EXERCISE DETAILS: Nothing but the line with "let ctx = InitCtx" and the lines after it, through the end of the records below, is to be repeated, exactly as it is.
········
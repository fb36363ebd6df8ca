use anyhow::Context;

use bookmart_kernel::settings::{Settings, StoreBackend};
use bookmart_kernel::{InitCtx, ModuleRegistry};
use bookmart_store::StoreHandle;

use bookmart_app::modules;

#[tokio::main]
async fn main() -> anyhow::Result<()> {
    let settings = Settings::load().with_context(|| "failed to load bookmart settings")?;
    bookmart_telemetry::init(&settings.telemetry)
        .with_context(|| "failed to initialize telemetry")?;

    tracing::info!(
        env = ?settings.environment,
        backend = ?settings.store.backend,
        "bookmart bootstrap starting"
    );

    // The store handle is built once here and injected into every
    // module; nothing connects lazily on first access.
    let store = match settings.store.backend {
        StoreBackend::Memory => StoreHandle::memory(),
    };

    let mut registry = ModuleRegistry::new();
    modules::register_all(&mut registry, &settings, &store);

    let ctx = InitCtx {
        settings: &settings,
        store: &store,
    };
    registry.init_all(&ctx).await?;
    registry.start_all(&ctx).await?;

    bookmart_http::start_server(&registry, &settings).await?;

    registry.stop_all().await?;

    tracing::info!("bookmart shutdown complete");
    Ok(())
}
········
RESPONSE AREA:
    let ctx = InitCtx {
        settings: &settings,
        store: &store,
    };
    registry.init_all(&ctx).await?;
    registry.start_all(&ctx).await?;

    bookmart_http::start_server(&registry, &settings).await?;

    registry.stop_all().await?;

    tracing::info!("bookmart shutdown complete");
    Ok(())
}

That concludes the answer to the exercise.